Music That Is Creative
New Haven Jazz Underground plays above ground at Lilypad on Saturday, 14 October 2023.
What is creative music? Music that uses imagination to craft sounds in new and innovative forms.
You might think, unless you’re a cover artist (which, by the way, won’t get you into the New England Music Hall of Fame), you’re a creative musician making creative music.
No one on Planet Earth has ever heard your lyrical ode to sweet potatoes set to the chord progression G, A, C, or whatever. You’re breaking new ground, right?
Wrong. At least according to the fine purveyors of ‘creative music’ as a genre. Here’s how AllMusic describes it:
“Continuing the tradition of the '50s to '60s free-jazz mode, Modern Creative musicians may incorporate free playing into structured modes -- or play just about anything. Major proponents of modern creative jazz include John Zorn, Henry Kaiser, Eugene Chadbourne, Tim Berne, Bill Frisell, Steve Lacy, Cecil Taylor, Ornette Coleman, and Ray Anderson.”
“Just about anything” – that is, jazz, or jazz-adjacent improvisational music.
Jazz made its reputation on improvisation. But at some point the Jazz Industrial Complex must have grown stale and establishment enough that dissatisfied factions within its ranks broke off to form new subdivisions and breakaway islands to do what jazz used to do.
Innovate. Be new. Be a little dangerous.
Creative music, as genre or otherwise, is brought to you by Alex Lemski and the Creative Music Series. With generous, if partial, support from the Somerville Arts Council.
Venmo accepted to split the difference.
New Haven Jazz Underground
Is the New Haven Jazz Underground innovative? New? Dangerous?
The Facebook bio reads: “The New Haven Jazz Underground is a grass roots community based organization dedicated to producing c” (sic).
No one knows what “c” is. Cocaine? Cancer? Cute teddy bears?
Or maybe it’s a community just producing more community, which is what you want with experimental and improvisational music. New blood, fresh faces, strange sounds, trading in and out to create an amorphous sonic spectre.
Amorphous — there was no sheet music in front of the five players on the night: guitar, trumpet, percussion, standup bass, and a switch hitter switch hitting between saxophones and clarinet.
Amorphous — but not entirely without form. Instead of playing by sheet music, the musicians played by feel, familiarity, and training. The training was jazz, no doubt. The ducks were still swimming on that pond. The elastic had not yet snapped into farther flung realms for this version of the Jazz Underground.
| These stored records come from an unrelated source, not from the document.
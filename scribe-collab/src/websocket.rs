//! WebSocket provider for connecting a replica to a relay room.
//!
//! Provides:
//! - Connection lifecycle (connect, reconnect with backoff, leave)
//! - Yjs-style handshake: our state vector out, the relay's diff in, and
//!   the reverse
//! - Incremental updates in both directions
//! - Presence (awareness) publishing and tracking
//! - Offline queue for edits made while disconnected
//!
//! Everything runs on one tokio task per connection; the handle talks to it
//! through a command channel.

use std::collections::VecDeque;
use std::sync::{Arc, Mutex};
use std::time::Duration;

use futures_util::{SinkExt, StreamExt};
use serde_json::Value;
use tokio::net::TcpStream;
use tokio::sync::{mpsc, watch};
use tokio_tungstenite::tungstenite::Message;
use tokio_tungstenite::{MaybeTlsStream, WebSocketStream};
use uuid::Uuid;
use yrs::Subscription;

use crate::error::CollabError;
use crate::presence::PresenceRoom;
use crate::protocol::{MessageType, SyncMessage};
use crate::provider::{ConnectionState, ProviderHandle, SyncProvider};
use crate::replica::Replica;

/// Offline queue for updates made while disconnected.
///
/// Queued updates are replayed on reconnection. The handshake already
/// carries any state the relay lacks, so an overflowing queue only drops
/// redundancy.
pub struct OfflineQueue {
    queue: VecDeque<Vec<u8>>,
    max_size: usize,
}

impl OfflineQueue {
    pub fn new(max_size: usize) -> Self {
        Self {
            queue: VecDeque::with_capacity(max_size.min(1024)),
            max_size,
        }
    }

    /// Queue an update for later replay. Returns `false` when full.
    pub fn enqueue(&mut self, update: Vec<u8>) -> bool {
        if self.queue.len() >= self.max_size {
            return false;
        }
        self.queue.push_back(update);
        true
    }

    pub fn drain(&mut self) -> Vec<Vec<u8>> {
        self.queue.drain(..).collect()
    }

    pub fn len(&self) -> usize {
        self.queue.len()
    }

    pub fn is_empty(&self) -> bool {
        self.queue.is_empty()
    }

    /// Total bytes queued.
    pub fn total_bytes(&self) -> usize {
        self.queue.iter().map(Vec::len).sum()
    }
}

/// Provider that syncs through a relay at `{url}/{room}`.
#[derive(Debug, Clone)]
pub struct WebsocketProvider {
    url: String,
    retry_delay: Duration,
    queue_capacity: usize,
}

impl WebsocketProvider {
    pub fn new(url: impl Into<String>) -> Self {
        Self {
            url: url.into(),
            retry_delay: Duration::from_secs(2),
            queue_capacity: 10_000,
        }
    }

    pub fn with_retry_delay(mut self, delay: Duration) -> Self {
        self.retry_delay = delay;
        self
    }

    pub fn url(&self) -> &str {
        &self.url
    }
}

impl SyncProvider for WebsocketProvider {
    fn connect(&self, room: &str, replica: &Replica) -> Result<Box<dyn ProviderHandle>, CollabError> {
        let runtime = tokio::runtime::Handle::try_current()
            .map_err(|e| CollabError::Connection(e.to_string()))?;

        let peer_id = Uuid::new_v4();
        let (cmd_tx, cmd_rx) = mpsc::unbounded_channel();
        let (status_tx, status_rx) = watch::channel(ConnectionState::Connecting);
        let presence = Arc::new(Mutex::new(PresenceRoom::new(peer_id)));

        let outgoing = cmd_tx.clone();
        let subscription = replica.observe_outgoing(move |update| {
            let _ = outgoing.send(Command::Update(update));
        })?;

        let connection = Connection {
            url: format!("{}/{}", self.url.trim_end_matches('/'), room),
            room: room.to_string(),
            peer_id,
            replica: replica.clone(),
            commands: cmd_rx,
            queue: OfflineQueue::new(self.queue_capacity),
            awareness: None,
            presence: presence.clone(),
            status: status_tx,
            retry_delay: self.retry_delay,
        };
        runtime.spawn(connection.run());

        Ok(Box::new(WebsocketHandle {
            peer_id,
            commands: cmd_tx,
            status: status_rx,
            presence,
            subscription: Some(subscription),
        }))
    }
}

enum Command {
    Update(Vec<u8>),
    Awareness(Value),
    Shutdown,
}

struct WebsocketHandle {
    peer_id: Uuid,
    commands: mpsc::UnboundedSender<Command>,
    status: watch::Receiver<ConnectionState>,
    presence: Arc<Mutex<PresenceRoom>>,
    subscription: Option<Subscription>,
}

impl ProviderHandle for WebsocketHandle {
    fn set_local_state_field(&mut self, field: &str, value: Value) {
        let Ok(mut presence) = self.presence.lock() else { return };
        let state = presence.set_local_field(field, value);
        let _ = self.commands.send(Command::Awareness(state));
    }

    fn status(&self) -> ConnectionState {
        *self.status.borrow()
    }

    fn remote_states(&self) -> Vec<Value> {
        self.presence
            .lock()
            .map(|p| p.remote_states())
            .unwrap_or_default()
    }

    fn destroy(&mut self) {
        if self.subscription.take().is_some() {
            let _ = self.commands.send(Command::Shutdown);
            log::debug!("Peer {} leaving relay room", self.peer_id);
        }
    }
}

impl Drop for WebsocketHandle {
    fn drop(&mut self) {
        self.destroy();
    }
}

// ─── Connection task ─────────────────────────────────────────────────

enum Exit {
    Shutdown,
    Lost,
}

struct Connection {
    url: String,
    room: String,
    peer_id: Uuid,
    replica: Replica,
    commands: mpsc::UnboundedReceiver<Command>,
    queue: OfflineQueue,
    /// Last published presence state, re-sent after reconnecting.
    awareness: Option<Value>,
    presence: Arc<Mutex<PresenceRoom>>,
    status: watch::Sender<ConnectionState>,
    retry_delay: Duration,
}

impl Connection {
    async fn run(mut self) {
        loop {
            self.status.send_replace(ConnectionState::Connecting);
            let url = self.url.clone();
            let exit = tokio::select! {
                result = tokio_tungstenite::connect_async(url.as_str()) => match result {
                    Ok((ws_stream, _)) => {
                        self.status.send_replace(ConnectionState::Connected);
                        log::info!("Connected to relay room {}", self.room);
                        let exit = self.live(ws_stream).await;
                        self.forget_peers();
                        exit
                    }
                    Err(e) => {
                        log::warn!("Relay connection to {} failed: {e}", self.url);
                        Exit::Lost
                    }
                },
                exit = self.idle_until_shutdown() => exit,
            };

            self.status.send_replace(ConnectionState::Disconnected);
            if matches!(exit, Exit::Shutdown) {
                log::info!("Left relay room {}", self.room);
                return;
            }

            let retry = tokio::time::sleep(self.retry_delay);
            tokio::pin!(retry);
            tokio::select! {
                _ = &mut retry => {}
                Exit::Shutdown = self.idle_until_shutdown() => return,
            }
        }
    }

    /// Absorb commands while offline; resolves only on shutdown.
    async fn idle_until_shutdown(&mut self) -> Exit {
        loop {
            match self.commands.recv().await {
                Some(Command::Update(update)) => {
                    if !self.queue.enqueue(update) {
                        log::debug!("Offline queue full; relying on handshake");
                    }
                }
                Some(Command::Awareness(state)) => self.awareness = Some(state),
                Some(Command::Shutdown) | None => return Exit::Shutdown,
            }
        }
    }

    async fn live(&mut self, ws_stream: WebSocketStream<MaybeTlsStream<TcpStream>>) -> Exit {
        let (mut writer, mut reader) = ws_stream.split();

        let mut opening = vec![
            SyncMessage::peer_joined(self.peer_id, &self.room),
            SyncMessage::sync_step1(self.peer_id, &self.room, self.replica.state_vector()),
        ];
        let queued = self.queue.drain();
        if !queued.is_empty() {
            log::info!("Replaying {} queued updates", queued.len());
        }
        opening.extend(
            queued
                .into_iter()
                .map(|update| SyncMessage::update(self.peer_id, &self.room, update)),
        );
        if let Some(state) = &self.awareness {
            match SyncMessage::awareness(self.peer_id, &self.room, state) {
                Ok(msg) => opening.push(msg),
                Err(e) => log::warn!("Cannot encode presence: {e}"),
            }
        }
        for msg in opening {
            if !send(&mut writer, &msg).await {
                return Exit::Lost;
            }
        }

        loop {
            tokio::select! {
                cmd = self.commands.recv() => match cmd {
                    Some(Command::Update(update)) => {
                        let msg = SyncMessage::update(self.peer_id, &self.room, update.clone());
                        if !send(&mut writer, &msg).await {
                            self.queue.enqueue(update);
                            return Exit::Lost;
                        }
                    }
                    Some(Command::Awareness(state)) => {
                        let msg = match SyncMessage::awareness(self.peer_id, &self.room, &state) {
                            Ok(msg) => msg,
                            Err(e) => {
                                log::warn!("Cannot encode presence: {e}");
                                continue;
                            }
                        };
                        self.awareness = Some(state);
                        if !send(&mut writer, &msg).await {
                            return Exit::Lost;
                        }
                    }
                    Some(Command::Shutdown) | None => {
                        let _ = send(&mut writer, &SyncMessage::peer_left(self.peer_id, &self.room)).await;
                        let _ = writer.send(Message::Close(None)).await;
                        return Exit::Shutdown;
                    }
                },

                msg = reader.next() => match msg {
                    Some(Ok(Message::Binary(data))) => {
                        let bytes: Vec<u8> = data.into();
                        match SyncMessage::decode(&bytes) {
                            Ok(sync_msg) => {
                                if let Some(reply) = self.handle_incoming(sync_msg) {
                                    if !send(&mut writer, &reply).await {
                                        return Exit::Lost;
                                    }
                                }
                            }
                            Err(e) => log::warn!("Failed to decode relay message: {e}"),
                        }
                    }
                    Some(Ok(Message::Close(_))) | None => return Exit::Lost,
                    Some(Err(e)) => {
                        log::warn!("Relay connection error: {e}");
                        return Exit::Lost;
                    }
                    _ => {}
                },
            }
        }
    }

    fn handle_incoming(&mut self, msg: SyncMessage) -> Option<SyncMessage> {
        if msg.peer_id == self.peer_id {
            return None;
        }
        match msg.msg_type {
            MessageType::SyncStep1 => match self.replica.diff_since(&msg.payload) {
                Ok(diff) => Some(SyncMessage::sync_step2(self.peer_id, &self.room, diff)),
                Err(e) => {
                    log::warn!("Bad state vector from relay: {e}");
                    None
                }
            },
            MessageType::SyncStep2 | MessageType::Update => {
                if let Err(e) = self.replica.apply_remote(&msg.payload) {
                    log::warn!("Dropping undecodable update from {}: {e}", msg.peer_id);
                }
                None
            }
            MessageType::Awareness | MessageType::PeerLeft => {
                if let Ok(mut presence) = self.presence.lock() {
                    presence.handle_message(&msg);
                }
                None
            }
            _ => None,
        }
    }

    fn forget_peers(&self) {
        if let Ok(mut presence) = self.presence.lock() {
            presence.clear_remote();
        }
    }
}

async fn send<W>(writer: &mut W, msg: &SyncMessage) -> bool
where
    W: futures_util::Sink<Message> + Unpin,
{
    match msg.encode() {
        Ok(bytes) => writer.send(Message::Binary(bytes.into())).await.is_ok(),
        Err(e) => {
            log::warn!("Failed to encode {:?}: {e}", msg.msg_type);
            true
        }
    }
}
Maybe the collective is waiting for a waltz noodler with a jaw harp fetish to take the next step.
Shout out to the indefatigable bass player. Shout out to the versatility of the saxophone and clarinet player.
Extra points for an extraordinarily reserved jazz guitarist who sat out long stretches of the jams. Quiet, barely there. Looked a little out of place in this consonant Horn World. But the second set didn’t start to cook until he stirred the pot with a few open string ejaculations.